▶ **Source records**:

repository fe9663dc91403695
//! エラー型定義

use thiserror::Error;

/// 共通エラー型
#[derive(Error, Debug)]
pub enum Error {
    #[error("IO error: {0}")]
    Io(#[from] std::io::Error),

    #[error("JSON error: {0}")]
    Json(#[from] serde_json::Error),

    #[error("Config error: {0}")]
    Config(String),

    #[error("Parse error: {0}")]
    Parse(String),
}

/// Result型エイリアス
pub type Result<T> = std::result::Result<T, Error>;
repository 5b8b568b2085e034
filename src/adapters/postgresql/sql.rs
//! SQL rendering for the PostgreSQL store
//!
//! Identifiers cannot be bound as parameters, so every table and column name
//! is validated and double-quoted here before it reaches a statement. Values
//! are always bound as text parameters and cast to the column's declared type
//! inside the statement.

use crate::domain::{
    FieldFilter, FilterOp, HattoriError, ModelMeta, ModelRef, Record, RecordQuery, Result,
};

/// PostgreSQL accepts at most this many bind parameters per statement
pub const MAX_BIND_PARAMETERS: usize = 65_535;

/// A statement and its text parameters
#[derive(Debug, Clone, PartialEq, Eq)]
pub struct Statement {
    /// SQL text with `$n` placeholders
    pub sql: String,

    /// Parameters, in placeholder order
    pub params: Vec<Option<String>>,
}

fn is_identifier(part: &str) -> bool {
    let mut chars = part.chars();
    match chars.next() {
        Some(c) if c.is_ascii_alphabetic() || c == '_' => {}
        _ => return false,
    }
    chars.all(|c| c.is_ascii_alphanumeric() || c == '_')
}

/// Validates and quotes a column name
pub fn quote_ident(name: &str) -> Result<String> {
    if !is_identifier(name) {
        return Err(HattoriError::Validation(format!(
            "invalid identifier '{}': expected [A-Za-z_][A-Za-z0-9_]*",
            name
        )));
    }
    Ok(format!("\"{}\"", name))
}

/// Splits `schema.table` into its parts
pub fn split_table(table: &str) -> Result<(Option<&str>, &str)> {
    match table.split_once('.') {
        Some((schema, name)) if is_identifier(schema) && is_identifier(name) => {
            Ok((Some(schema), name))
        }
        None if is_identifier(table) => Ok((None, table)),
        _ => Err(HattoriError::Validation(format!(
            "invalid table name '{}': expected [schema.]table",
            table
        ))),
    }
}

/// Validates and quotes a possibly schema-qualified table name
pub fn quote_table(table: &str) -> Result<String> {
    match split_table(table)? {
        (Some(schema), name) => Ok(format!("\"{}\".\"{}\"", schema, name)),
        (None, name) => Ok(format!("\"{}\"", name)),
    }
}

/// Quotes a type reported by `information_schema` as `"schema"."name"`
///
/// Type names come from the catalog, not from configuration, so embedded
/// quotes are escaped rather than rejected.
pub fn quote_type(schema: &str, name: &str) -> String {
    format!(
        "\"{}\".\"{}\"",
        schema.replace('"', "\"\""),
        name.replace('"', "\"\"")
    )
}

/// `expr::type` when the type is known
fn cast(expr: &str, sql_type: Option<&str>) -> String {
    match sql_type {
        Some(sql_type) => format!("{}::{}", expr, sql_type),
        None => expr.to_string(),
    }
}

/// Column metadata lookup for a table
pub fn describe(model: &ModelRef) -> Result<Statement> {
    let (schema, table) = split_table(model.table())?;
    Ok(Statement {
        sql: "SELECT column_name::text, character_maximum_length::int4, \
              udt_schema::text, udt_name::text \
              FROM information_schema.columns \
              WHERE table_name = $1 AND table_schema = COALESCE($2::text, current_schema()) \
              ORDER BY ordinal_position"
            .to_string(),
        params: vec![Some(table.to_string()), schema.map(str::to_string)],
    })
}

fn render_filter(filter: &FieldFilter, params: &mut Vec<Option<String>>) -> Result<String> {
    filter.validate()?;
    let column = quote_ident(&filter.field)?;
    Ok(match filter.op {
        FilterOp::Eq | FilterOp::Ne => {
            params.push(filter.value.clone());
            let op = if filter.op == FilterOp::Eq { "=" } else { "<>" };
            format!("{}::text {} ${}", column, op, params.len())
        }
        FilterOp::IsNull => format!("{} IS NULL", column),
        FilterOp::IsNotNull => format!("{} IS NOT NULL", column),
    })
}

fn render_filters(query: &RecordQuery, params: &mut Vec<Option<String>>) -> Result<Vec<String>> {
    query
        .filters()
        .iter()
        .map(|filter| render_filter(filter, params))
        .collect()
}

fn where_clause(clauses: &[String]) -> String {
    if clauses.is_empty() {
        String::new()
    } else {
        format!(" WHERE {}", clauses.join(" AND "))
    }
}

/// `SELECT COUNT(*)` over the query
pub fn count(query: &RecordQuery) -> Result<Statement> {
    let table = quote_table(query.model().table())?;
    let mut params = Vec::new();
    let clauses = render_filters(query, &mut params)?;
    Ok(Statement {
        sql: format!("SELECT COUNT(*) FROM {}{}", table, where_clause(&clauses)),
        params,
    })
}

/// One page of primary keys and field values, as text, ordered by primary key
///
/// The page starts strictly after `after`. The key parameter is cast to the
/// primary key's declared type so the comparison follows the same order as
/// `ORDER BY` and can use the primary key index.
pub fn fetch_page(
    query: &RecordQuery,
    meta: &ModelMeta,
    fields: &[String],
    after: Option<&str>,
    limit: usize,
) -> Result<Statement> {
    let table = quote_table(query.model().table())?;
    let pk = quote_ident(query.model().primary_key())?;
    let pk_type = meta.sql_type(query.model().primary_key())?;

    let mut columns = vec![format!("{}::text", pk)];
    for field in fields {
        columns.push(format!("{}::text", quote_ident(field)?));
    }

    let mut params = Vec::new();
    let mut clauses = render_filters(query, &mut params)?;
    if let Some(after) = after {
        let pk_type = pk_type.ok_or_else(|| {
            HattoriError::Validation(format!(
                "type of primary key '{}' of model '{}' is unknown",
                query.model().primary_key(),
                query.model()
            ))
        })?;
        params.push(Some(after.to_string()));
        clauses.push(format!("{} > ${}::text::{}", pk, params.len(), pk_type));
    }

    Ok(Statement {
        sql: format!(
            "SELECT {} FROM {}{} ORDER BY {} LIMIT {}",
            columns.join(", "),
            table,
            where_clause(&clauses),
            pk,
            limit
        ),
        params,
    })
}

/// Records per `UPDATE`, capped by the bind parameter limit
pub fn effective_chunk_size(chunk_size: usize, field_count: usize) -> usize {
    let per_record = field_count + 1;
    chunk_size.clamp(1, (MAX_BIND_PARAMETERS / per_record).max(1))
}

/// A single `UPDATE ... FROM (VALUES ...)` writing `fields` of `records`
///
/// Values are bound as text and cast to each column's declared type, and the
/// join compares the primary key in its own type.
pub fn bulk_update(meta: &ModelMeta, records: &[Record], fields: &[String]) -> Result<Statement> {
    let model = meta.model();
    let table = quote_table(model.table())?;
    let pk = quote_ident(model.primary_key())?;
    let pk_type = meta.sql_type(model.primary_key())?;

    let mut columns = Vec::with_capacity(fields.len());
    let mut assignments = Vec::with_capacity(fields.len());
    for field in fields {
        let column = quote_ident(field)?;
        let value = cast(&format!("v.{}", column), meta.sql_type(field)?);
        assignments.push(format!("{} = {}", column, value));
        columns.push(column);
    }

    let mut params = Vec::with_capacity(records.len() * (fields.len() + 1));
    let mut rows = Vec::with_capacity(records.len());
    for record in records {
        let mut placeholders = Vec::with_capacity(fields.len() + 1);
        params.push(Some(record.pk().to_string()));
        placeholders.push(format!("${}", params.len()));
        for field in fields {
            params.push(record.get(field).map(str::to_string));
            placeholders.push(format!("${}", params.len()));
        }
        rows.push(format!("({})", placeholders.join(", ")));
    }

    let join = match pk_type {
        Some(_) => format!("target.{} = {}", pk, cast("v.__pk", pk_type)),
        None => format!("target.{}::text = v.__pk", pk),
    };

    Ok(Statement {
        sql: format!(
            "UPDATE {} AS target SET {} FROM (VALUES {}) AS v(__pk, {}) WHERE {}",
            table,
            assignments.join(", "),
            rows.join(", "),
            columns.join(", "),
            join
        ),
        params,
    })
}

▶ **Work to complete**: Each line that holds the string "Validation" is to be copied from the entries above.

▶ **Output of the task**:
        return Err(HattoriError::Validation(format!(
        _ => Err(HattoriError::Validation(format!(
            HattoriError::Validation(format!(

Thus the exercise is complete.